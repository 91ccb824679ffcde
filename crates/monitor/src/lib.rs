#![forbid(unsafe_code)]

use std::future::Future;
use std::pin::Pin;
use std::sync::Arc;

use machine_monitor_indexer::{
    ContractReader, IndexerClient, MachineIdLookup, OfflineMachineFetcher, ReportEventSource,
    ReportSourceMode, StakingMachineFetcher,
};
use machine_monitor_observe::{MetricsSink, MetricsSnapshot};
use machine_monitor_query::{Fetcher, QueryCoordinator, QueryDefaults};
use machine_monitor_reconcile::{EventSource, load_report_history};
use machine_monitor_types::{
    FetchError, MachineInfo, ObservabilitySink, Observation, OfflineMachineRecord, RentStatus,
    SlashedRecord, StakingMachine, UnregisterRecord,
};
use serde::Serialize;

pub mod config;
pub mod http;
pub mod view;

pub use config::{ConfigError, MonitorConfig, help_text, redact_url};
pub use http::router;

pub const STAKING_RESOURCE: &str = "staking";
pub const OFFLINE_RESOURCE: &str = "offline";
pub const STAKING_DEFAULT_SORT: &str = "totalClaimedRewardAmount";
pub const OFFLINE_DEFAULT_SORT: &str = "blockTimestamp";
pub const MACHINE_INFO_DISABLED: &str = "machine info contract is not configured";

pub type SourceFuture<'a, T> = Pin<Box<dyn Future<Output = Result<T, FetchError>> + Send + 'a>>;

/// Per-machine penalty and lifecycle history.
pub trait MachineHistorySource: Send + Sync {
    fn slashed_records<'a>(&'a self, machine_id: &'a str) -> SourceFuture<'a, Vec<SlashedRecord>>;

    fn unregister_records<'a>(
        &'a self,
        machine_id: &'a str,
    ) -> SourceFuture<'a, Vec<UnregisterRecord>>;
}

impl MachineHistorySource for IndexerClient {
    fn slashed_records<'a>(&'a self, machine_id: &'a str) -> SourceFuture<'a, Vec<SlashedRecord>> {
        Box::pin(self.fetch_slashed_records(machine_id))
    }

    fn unregister_records<'a>(
        &'a self,
        machine_id: &'a str,
    ) -> SourceFuture<'a, Vec<UnregisterRecord>> {
        Box::pin(self.fetch_unregister_records(machine_id))
    }
}

pub trait DeviceLookup: Send + Sync {
    fn machine_id_for<'a>(&'a self, device_id: &'a str) -> SourceFuture<'a, String>;
}

impl DeviceLookup for MachineIdLookup {
    fn machine_id_for<'a>(&'a self, device_id: &'a str) -> SourceFuture<'a, String> {
        Box::pin(self.lookup(device_id))
    }
}

/// Contract state of one machine.
pub trait ChainStateSource: Send + Sync {
    fn rent_status<'a>(&'a self, machine_id: &'a str) -> SourceFuture<'a, RentStatus>;

    /// `None` when this source has no machine-info contract to read.
    fn machine_info<'a>(&'a self, machine_id: &'a str) -> SourceFuture<'a, Option<MachineInfo>>;
}

impl ChainStateSource for ContractReader {
    fn rent_status<'a>(&'a self, machine_id: &'a str) -> SourceFuture<'a, RentStatus> {
        Box::pin(ContractReader::rent_status(self, machine_id))
    }

    fn machine_info<'a>(&'a self, machine_id: &'a str) -> SourceFuture<'a, Option<MachineInfo>> {
        Box::pin(ContractReader::machine_info(self, machine_id))
    }
}

#[derive(Debug, thiserror::Error)]
pub enum MonitorError {
    #[error(transparent)]
    Config(#[from] ConfigError),
    #[error("failed to build upstream client: {0}")]
    Client(#[from] FetchError),
}

/// Upstream capabilities the dashboard reads from.
#[derive(Clone)]
pub struct DashboardSources {
    pub staking: Arc<dyn Fetcher<Item = StakingMachine>>,
    pub offline: Arc<dyn Fetcher<Item = OfflineMachineRecord>>,
    pub reports: Arc<dyn EventSource>,
    pub history: Arc<dyn MachineHistorySource>,
    pub lookup: Arc<dyn DeviceLookup>,
    pub chain: Arc<dyn ChainStateSource>,
}

impl DashboardSources {
    pub fn from_config(config: &MonitorConfig) -> Result<Self, MonitorError> {
        let client = IndexerClient::new(config.indexer_url.clone(), config.request_timeout)?;
        let lookup = MachineIdLookup::new(config.node_api_url.clone(), config.request_timeout)?;
        let (rent_contract, machine_info_contract) = config.contract_addresses()?;
        let chain = ContractReader::new(
            config.chain_rpc_url.clone(),
            config.request_timeout,
            rent_contract,
            machine_info_contract,
        )?;
        Ok(Self {
            staking: Arc::new(StakingMachineFetcher::new(client.clone())),
            offline: Arc::new(OfflineMachineFetcher::new(client.clone())),
            reports: Arc::new(ReportEventSource::new(
                client.clone(),
                config.report_source_mode,
            )),
            history: Arc::new(client),
            lookup: Arc::new(lookup),
            chain: Arc::new(chain),
        })
    }
}

/// One part of a machine detail view; a failing part never hides the others.
#[derive(Debug, Clone, PartialEq, Eq, Serialize)]
#[serde(tag = "status", rename_all = "snake_case")]
pub enum DetailPart<T> {
    Loaded { data: T },
    Failed { error: String },
    Disabled { reason: &'static str },
}

impl<T> DetailPart<T> {
    pub fn loaded(&self) -> Option<&T> {
        match self {
            DetailPart::Loaded { data } => Some(data),
            DetailPart::Failed { .. } | DetailPart::Disabled { .. } => None,
        }
    }

    fn map<U>(self, f: impl FnOnce(T) -> U) -> DetailPart<U> {
        match self {
            DetailPart::Loaded { data } => DetailPart::Loaded { data: f(data) },
            DetailPart::Failed { error } => DetailPart::Failed { error },
            DetailPart::Disabled { reason } => DetailPart::Disabled { reason },
        }
    }
}

#[derive(Debug, Clone, PartialEq, Eq, Serialize)]
pub struct MachineDetail {
    pub machine_id: String,
    pub reports: DetailPart<view::ReportView>,
    pub slashed: DetailPart<Vec<view::SlashedRow>>,
    pub unregister: DetailPart<Vec<view::UnregisterRow>>,
    pub rent: DetailPart<view::RentStatusView>,
    pub machine_info: DetailPart<view::MachineInfoView>,
}

pub struct Dashboard {
    staking: QueryCoordinator<StakingMachine>,
    offline: QueryCoordinator<OfflineMachineRecord>,
    reports: Arc<dyn EventSource>,
    history: Arc<dyn MachineHistorySource>,
    lookup: Arc<dyn DeviceLookup>,
    chain: Arc<dyn ChainStateSource>,
    metrics: MetricsSink,
    report_source_mode: ReportSourceMode,
}

impl Dashboard {
    pub fn new(
        sources: DashboardSources,
        config: &MonitorConfig,
        metrics: MetricsSink,
    ) -> Self {
        let sink: Arc<dyn ObservabilitySink> = Arc::new(metrics.clone());
        let staking = QueryCoordinator::new(
            sources.staking,
            QueryDefaults::new(STAKING_DEFAULT_SORT, config.staking_page_size),
        )
        .with_resource(STAKING_RESOURCE)
        .with_sink(Arc::clone(&sink));
        let offline = QueryCoordinator::new(
            sources.offline,
            QueryDefaults::new(OFFLINE_DEFAULT_SORT, config.offline_page_size),
        )
        .with_resource(OFFLINE_RESOURCE)
        .with_sink(sink);
        Self {
            staking,
            offline,
            reports: sources.reports,
            history: sources.history,
            lookup: sources.lookup,
            chain: sources.chain,
            metrics,
            report_source_mode: config.report_source_mode,
        }
    }

    pub fn from_config(config: &MonitorConfig) -> Result<Self, MonitorError> {
        config.validate()?;
        let sources = DashboardSources::from_config(config)?;
        Ok(Self::new(sources, config, MetricsSink::new().with_tracing()))
    }

    pub fn staking(&self) -> &QueryCoordinator<StakingMachine> {
        &self.staking
    }

    pub fn offline(&self) -> &QueryCoordinator<OfflineMachineRecord> {
        &self.offline
    }

    pub fn report_source_mode(&self) -> ReportSourceMode {
        self.report_source_mode
    }

    pub fn metrics(&self) -> Result<MetricsSnapshot, String> {
        self.metrics.snapshot()
    }

    /// Loads report history, slashing and unregister records and the
    /// contract state concurrently.
    pub async fn machine_detail(&self, machine_id: &str) -> MachineDetail {
        let machine_id = machine_id.trim();
        let (reports, slashed, unregister, rent, machine_info) = tokio::join!(
            load_report_history(self.reports.as_ref(), machine_id, &self.metrics),
            self.history.slashed_records(machine_id),
            self.history.unregister_records(machine_id),
            self.chain.rent_status(machine_id),
            self.chain.machine_info(machine_id),
        );

        MachineDetail {
            machine_id: machine_id.to_string(),
            reports: self
                .detail_part("reports", reports)
                .map(|history| view::ReportView::from(&history)),
            slashed: self
                .detail_part("slashed", slashed)
                .map(|records| records.iter().map(view::SlashedRow::from).collect()),
            unregister: self
                .detail_part("unregister", unregister)
                .map(|records| records.iter().map(view::UnregisterRow::from).collect()),
            rent: self
                .detail_part("rent", rent)
                .map(|status| view::RentStatusView::from(&status)),
            machine_info: match machine_info {
                Ok(Some(info)) => DetailPart::Loaded {
                    data: view::MachineInfoView::from(&info),
                },
                Ok(None) => DetailPart::Disabled {
                    reason: MACHINE_INFO_DISABLED,
                },
                Err(error) => self.detail_part("machine_info", Err(error)),
            },
        }
    }

    pub async fn lookup_machine_id(&self, device_id: &str) -> Result<String, FetchError> {
        let result = self.lookup.machine_id_for(device_id).await;
        if let Err(error) = &result {
            let error = error.to_string();
            self.metrics.observe(&Observation::FetchFailed {
                resource: "lookup",
                token: 0,
                error: &error,
            });
        }
        result
    }

    fn detail_part<T>(&self, resource: &str, result: Result<T, FetchError>) -> DetailPart<T> {
        match result {
            Ok(data) => DetailPart::Loaded { data },
            Err(error) => {
                let error = error.to_string();
                self.metrics.observe(&Observation::FetchFailed {
                    resource,
                    token: 0,
                    error: &error,
                });
                DetailPart::Failed { error }
            }
        }
    }
}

────────────────────

-- TASK TO COMPLETE --
Within the entries above, work out how many lines contain the word "RentStatusView". The number alone is the answer.

-- SOLUTION BELOW --
2